Seu pai, Oscar Americano de Caldas, por volta de 1897, aos 21 anos de idade, montou uma empresa e começou a trabalhar com demolição, calçamento de ruas e instalação de redes de água e de esgoto em São Paulo e cidades vizinhas. Atuou, ainda, em obras sob a orientação de seus dois cunhados, engenheiros bem-sucedidos e de grande prestígio: Miguel Frederico Presgrave (1869-1933) e Manoel Guimarães Carneiro (1870-1927).
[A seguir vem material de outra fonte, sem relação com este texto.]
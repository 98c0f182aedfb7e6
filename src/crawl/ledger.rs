//! Persistent record of which URLs have been processed.
//!
//! The ledger is the crawler's only shared mutable state. Every check and
//! update happens under one async mutex, and the file is rewritten atomically
//! before the lock is released, so what is on disk always matches what workers
//! have observed.

use std::collections::BTreeMap;
use std::fs;
use std::path::{Path, PathBuf};

use serde::{Deserialize, Serialize};
use thiserror::Error;
use tokio::sync::Mutex;
use tracing::{debug, instrument, warn};

use crate::article::{StoreError, read_json_file, write_json_atomic};

/// Result of processing one URL.
#[derive(Debug, Clone, Copy, PartialEq, Eq, Serialize, Deserialize)]
#[serde(rename_all = "lowercase")]
pub enum Outcome {
    /// Fully processed; never fetched again.
    Success,
    /// Gave up; retried on the next run.
    Failure,
}

/// Errors from ledger persistence.
#[derive(Debug, Error)]
pub enum LedgerError {
    /// The ledger file could not be written.
    #[error("failed to persist ledger: {0}")]
    Persist(#[source] StoreError),
}

/// URL -> [`Outcome`] map shared by all crawl workers via `Arc`.
#[derive(Debug)]
pub struct ProcessedLedger {
    path: Option<PathBuf>,
    entries: Mutex<BTreeMap<String, Outcome>>,
}

impl ProcessedLedger {
    /// Loads the ledger at `path`. A missing file starts an empty ledger; a
    /// malformed one is deleted and also starts empty.
    #[instrument(fields(path = %path.display()))]
    pub fn load(path: &Path) -> Self {
        let entries = if path.exists() {
            match read_json_file::<BTreeMap<String, Outcome>>(path) {
                Ok(entries) => entries,
                Err(error) => {
                    warn!(%error, "ledger file is malformed, starting empty");
                    if let Err(error) = fs::remove_file(path) {
                        warn!(%error, "could not delete malformed ledger file");
                    }
                    BTreeMap::new()
                }
            }
        } else {
            BTreeMap::new()
        };
        debug!(entries = entries.len(), "ledger loaded");
        Self {
            path: Some(path.to_path_buf()),
            entries: Mutex::new(entries),
        }
    }

    /// A ledger that is never written to disk.
    #[must_use]
    pub fn in_memory() -> Self {
        Self {
            path: None,
            entries: Mutex::new(BTreeMap::new()),
        }
    }

    /// Returns the recorded outcome for `url`.
    pub async fn outcome(&self, url: &str) -> Option<Outcome> {
        self.entries.lock().await.get(url).copied()
    }

    /// Returns true when `url` is marked [`Outcome::Success`].
    pub async fn is_success(&self, url: &str) -> bool {
        self.outcome(url).await == Some(Outcome::Success)
    }

    /// Records `outcome` for `url` and persists the ledger.
    ///
    /// A `Success` is never downgraded: marking a successful URL as `Failure`
    /// is a no-op and returns `Ok(false)`.
    ///
    /// # Errors
    ///
    /// Returns [`LedgerError::Persist`] when the file cannot be written. The
    /// in-memory entry is kept so the current run stays consistent.
    pub async fn mark(&self, url: &str, outcome: Outcome) -> Result<bool, LedgerError> {
        let mut entries = self.entries.lock().await;
        if outcome == Outcome::Failure && entries.get(url) == Some(&Outcome::Success) {
            return Ok(false);
        }
        if entries.get(url) == Some(&outcome) {
            return Ok(false);
        }
        entries.insert(url.to_string(), outcome);
        if let Some(path) = &self.path {
            write_json_atomic(path, &*entries).map_err(LedgerError::Persist)?;
        }
        debug!(url, ?outcome, "ledger updated");
        Ok(true)
    }

    /// Copy of all entries.
    pub async fn snapshot(&self) -> BTreeMap<String, Outcome> {
        self.entries.lock().await.clone()
    }

    /// Number of (success, failure) entries.
    pub async fn counts(&self) -> (usize, usize) {
        let entries = self.entries.lock().await;
        let success = entries.values().filter(|o| **o == Outcome::Success).count();
        (success, entries.len() - success)
    }
}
Para além das atividades públicas que exerciam e das empresas que comandavam, ambos eram consultores e fiscais de obras da célebre Companhia City, a City Improvements & Company, que, nas primeiras décadas do século 20, foi responsável pela projeção e urbanização de vários bairros na capital do estado. Assim, em 1899, Oscar Americano de Caldas tornou-se assistente dos engenheiros-chefes da Companhia City nas obras de renovação das represas de Cubatão, que abasteciam a cidade de Santos.
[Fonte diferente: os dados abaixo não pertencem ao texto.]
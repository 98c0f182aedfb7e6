use std::sync::Arc;
use std::sync::atomic::{AtomicBool, Ordering};
use std::time::Duration;

use anyhow::Result;
use topicmap_core::{HttpPageFetcher, Pipeline, RunResult, VolumeList};
use tracing::{debug, info, warn};

use crate::ProcessExit;
use crate::app::config_manager;
use crate::app::terminal::TerminalSettings;
use crate::app::{config_runtime, exit_handler, progress_manager};
use crate::cli::{Command, ConfigCommand};

pub(crate) async fn run_topicmap() -> Result<ProcessExit> {
    let (cli, cli_sources) = config_runtime::parse_cli_with_sources();
    let resolved = config_manager::resolve_config(&cli, &cli_sources)?;

    let default_level = config_runtime::resolve_default_log_level(&resolved.args);
    let force_cli_log_level = config_runtime::should_force_cli_log_level(&cli_sources);
    let terminal = TerminalSettings::detect(&resolved.args);
    terminal.init_tracing(default_level, force_cli_log_level);
    debug!(command = ?cli.command, "CLI arguments parsed");

    if let Command::Config {
        command: ConfigCommand::Show,
    } = &cli.command
    {
        println!("{}", config_manager::render_config(&resolved));
        return Ok(ProcessExit::Success);
    }

    let pipeline = Pipeline::new(resolved.pipeline.clone(), Arc::new(HttpPageFetcher::new()))?;
    info!(data_dir = %pipeline.config().data_dir.display(), command = ?cli.command, "topicmap starting");

    match cli.command {
        Command::Discover => {
            let list = pipeline.discover().await?;
            info!(volumes = list.urls.len(), "Discovery complete");
            Ok(ProcessExit::Success)
        }
        Command::Crawl => Ok(run_crawl(&pipeline, terminal).await?.exit()),
        Command::Merge => {
            let report = pipeline.merge()?;
            Ok(exit_handler::merge_outcome(&report))
        }
        Command::Model => {
            let result = pipeline.model_blocking().await?;
            log_run_result(&result);
            Ok(ProcessExit::Success)
        }
        Command::Run => {
            let list = pipeline.discover().await?;
            info!(volumes = list.urls.len(), "Discovery complete");
            let crawl_exit = match run_crawl(&pipeline, terminal).await? {
                CrawlOutcome::Interrupted => return Ok(ProcessExit::Failure),
                CrawlOutcome::Finished(exit) => exit,
            };
            let merge_exit = exit_handler::merge_outcome(&pipeline.merge()?);
            let result = pipeline.model_blocking().await?;
            log_run_result(&result);
            Ok(worst_of(crawl_exit, merge_exit))
        }
        Command::Config { .. } => Ok(ProcessExit::Success),
    }
}

enum CrawlOutcome {
    Finished(ProcessExit),
    Interrupted,
}

impl CrawlOutcome {
    fn exit(&self) -> ProcessExit {
        match self {
            Self::Finished(exit) => *exit,
            Self::Interrupted => ProcessExit::Failure,
        }
    }
}

async fn run_crawl(pipeline: &Pipeline, terminal: TerminalSettings) -> Result<CrawlOutcome> {
    let volumes = VolumeList::load(&pipeline.paths().volume_list)
        .map(|list| list.urls.len())
        .unwrap_or(0);
    let handle = pipeline.start_crawl()?;

    let interrupted = Arc::new(AtomicBool::new(false));
    let interrupted_signal = Arc::clone(&interrupted);
    tokio::spawn(async move {
        if tokio::signal::ctrl_c().await.is_ok() {
            interrupted_signal.store(true, Ordering::SeqCst);
        }
    });

    let (progress_handle, progress_stop) = progress_manager::spawn_progress_ui(
        terminal.show_crawl_progress(volumes),
        handle.stats(),
        volumes,
    );

    let stats = handle.stats();
    let summary = tokio::select! {
        summary = handle.finish() => Some(summary?),
        () = wait_for_interrupt(Arc::clone(&interrupted)) => None,
    };

    progress_stop.store(true, Ordering::SeqCst);
    if let Some(handle) = progress_handle {
        let _ = handle.await;
    }

    let Some(summary) = summary else {
        let partial = stats.summary();
        warn!(
            articles_saved = partial.articles_saved,
            "Interrupted. Run again to resume."
        );
        return Ok(CrawlOutcome::Interrupted);
    };

    info!(
        volumes_succeeded = summary.volumes_succeeded,
        volumes_failed = summary.volumes_failed,
        volumes_skipped = summary.volumes_skipped,
        articles_saved = summary.articles_saved,
        articles_failed = summary.articles_failed,
        articles_skipped = summary.articles_skipped,
        retries = summary.retries,
        "Crawl complete"
    );
    Ok(CrawlOutcome::Finished(exit_handler::crawl_outcome(&summary)))
}

async fn wait_for_interrupt(interrupted: Arc<AtomicBool>) {
    while !interrupted.load(Ordering::SeqCst) {
        tokio::time::sleep(Duration::from_millis(100)).await;
    }
}

fn log_run_result(result: &RunResult) {
    for (id, cluster) in &result.clusters {
        info!(
            cluster = id,
            size = cluster.size,
            topics = cluster.topics_count,
            coherence = cluster.coherence_score,
            keywords = %cluster.keywords.join(", "),
            "Cluster"
        );
    }
    info!(
        articles = result.total_articles,
        clusters = result.n_clusters,
        silhouette = result.silhouette_score,
        coherence = result.coherence_score,
        "Modelling complete"
    );
}

fn worst_of(a: ProcessExit, b: ProcessExit) -> ProcessExit {
    match (a, b) {
        (ProcessExit::Failure, _) | (_, ProcessExit::Failure) => ProcessExit::Failure,
        (ProcessExit::Partial, _) | (_, ProcessExit::Partial) => ProcessExit::Partial,
        _ => ProcessExit::Success,
    }
}

#[cfg(test)]
mod tests {
    use super::*;

    #[test]
    fn test_worst_of_prefers_failure_then_partial() {
        assert_eq!(worst_of(ProcessExit::Success, ProcessExit::Success), ProcessExit::Success);
        assert_eq!(worst_of(ProcessExit::Partial, ProcessExit::Success), ProcessExit::Partial);
        assert_eq!(worst_of(ProcessExit::Success, ProcessExit::Failure), ProcessExit::Failure);
        assert_eq!(worst_of(ProcessExit::Partial, ProcessExit::Failure), ProcessExit::Failure);
    }
}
Décadas depois, a dinâmica do desenvolvimento começava a redesenhar a cidade. Apesar do cenário econômico abalado pela Grande Depressão, decorrente da quebra da Bolsa de Nova Iorque em 1929, e do panorama politico brasileiro, que atravessava o conturbado ano de 1930, São Paulo já́ apresentava o potencial do parque industrial que, em pouco tempo, viria a ser o mais importante do país. A própria expansão, no entanto, acentuava algumas imperiosas carências. No campo da saúde pública, por exemplo, tornava-se evidente a falta de instalações apropriadas para o tratamento de doenças infectocontagiosas. Um dos primeiros estabelecimentos a surgir com essa finalidade foi o Sanatório Miguel Pereira, conhecido como Hospital do Mandaqui, na zona Norte de São Paulo, em 1938. O Mandaqui prestou assistência médica pioneira aos tuberculosos em São Paulo, contribuindo decisivamente para as políticas públicas de saúde na cidade.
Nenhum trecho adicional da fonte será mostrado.